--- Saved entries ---
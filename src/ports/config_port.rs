//! Configuration access port trait.

pub trait ConfigPort {
    fn get_string(&self, section: &str, key: &str) -> Option<String>;
    fn get_int(&self, section: &str, key: &str, default: i64) -> i64;
    fn get_double(&self, section: &str, key: &str, default: f64) -> f64;
    fn get_bool(&self, section: &str, key: &str, default: bool) -> bool;
}
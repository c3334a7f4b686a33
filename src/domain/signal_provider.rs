//! Default signal provider: TTM trend against the squeeze flag.

use crate::domain::indicator::squeeze::calculate_squeeze;
use crate::domain::indicator::ttm_trend::calculate_ttm_trend;
use crate::domain::indicator::{IndicatorType, mult_to_x100};
use crate::domain::ohlcv::OhlcvBar;
use crate::domain::signal::{SignalPair, zip_signals};
use crate::ports::signal_port::SignalProvider;

#[derive(Debug, Clone, PartialEq)]
pub struct SignalConfig {
    pub trend_length: usize,
    pub squeeze_period: usize,
    pub bb_mult: f64,
    pub kc_mult: f64,
    pub atr_period: usize,
}

impl Default for SignalConfig {
    fn default() -> Self {
        SignalConfig {
            trend_length: 40,
            squeeze_period: 24,
            bb_mult: 2.0,
            kc_mult: 1.5,
            atr_period: 10,
        }
    }
}

/// Trend = TTM trend (`±1`), threshold = squeeze flag (`0`/`1`).
///
/// Buys when the trend is up and no squeeze is on; sells whenever the
/// trend turns down.
#[derive(Debug, Clone)]
pub struct TtmSqueezeSignals {
    config: SignalConfig,
}

impl TtmSqueezeSignals {
    pub fn new(config: SignalConfig) -> Self {
        Self { config }
    }

    pub fn trend_type(&self) -> IndicatorType {
        IndicatorType::TtmTrend(self.config.trend_length)
    }

    pub fn threshold_type(&self) -> IndicatorType {
        IndicatorType::Squeeze {
            period: self.config.squeeze_period,
            bb_mult_x100: mult_to_x100(self.config.bb_mult),
            kc_mult_x100: mult_to_x100(self.config.kc_mult),
            atr_period: self.config.atr_period,
        }
    }
}

impl SignalProvider for TtmSqueezeSignals {
    fn describe(&self) -> String {
        format!("{} vs {}", self.trend_type(), self.threshold_type())
    }

    fn signals(&self, bars: &[OhlcvBar]) -> Vec<SignalPair> {
        let c = &self.config;
        let trend = calculate_ttm_trend(bars, c.trend_length).simple_values();
        let threshold = calculate_squeeze(
            bars,
            c.squeeze_period,
            mult_to_x100(c.bb_mult),
            mult_to_x100(c.kc_mult),
            c.atr_period,
        )
        .simple_values();
        zip_signals(&trend, &threshold)
    }
}
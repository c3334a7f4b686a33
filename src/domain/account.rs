//! Single-ticker account state.

use super::ledger::Action;

/// Two-state view of the account, derived from the last executed action.
#[derive(Debug, Clone, Copy, PartialEq, Eq)]
pub enum PositionState {
    Flat,
    Holding,
}

#[derive(Debug, Clone, PartialEq)]
pub struct Account {
    pub(crate) cash: f64,
    pub(crate) quantity: u64,
    pub(crate) last_action: Option<Action>,
}

impl Account {
    pub fn new(initial_cash: f64) -> Self {
        Account {
            cash: initial_cash,
            quantity: 0,
            last_action: None,
        }
    }

    pub fn cash(&self) -> f64 {
        self.cash
    }

    pub fn quantity(&self) -> u64 {
        self.quantity
    }

    pub fn last_action(&self) -> Option<Action> {
        self.last_action
    }

    pub fn state(&self) -> PositionState {
        match self.last_action {
            Some(Action::Buy) => PositionState::Holding,
            Some(Action::Sell) | None => PositionState::Flat,
        }
    }

    /// cash + quantity * price
    pub fn value_at(&self, price: f64) -> f64 {
        self.cash + self.quantity as f64 * price
    }

    pub fn can_buy(&self) -> bool {
        self.cash > 0.0 && self.last_action != Some(Action::Buy)
    }

    pub fn can_sell(&self) -> bool {
        self.quantity > 0 && self.last_action != Some(Action::Sell)
    }
}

--- About this task ---
The lines you need are those with the word "SignalPair"; list them from the entries.

--- Response area ---
use crate::domain::signal::{SignalPair, zip_signals};
    fn signals(&self, bars: &[OhlcvBar]) -> Vec<SignalPair> {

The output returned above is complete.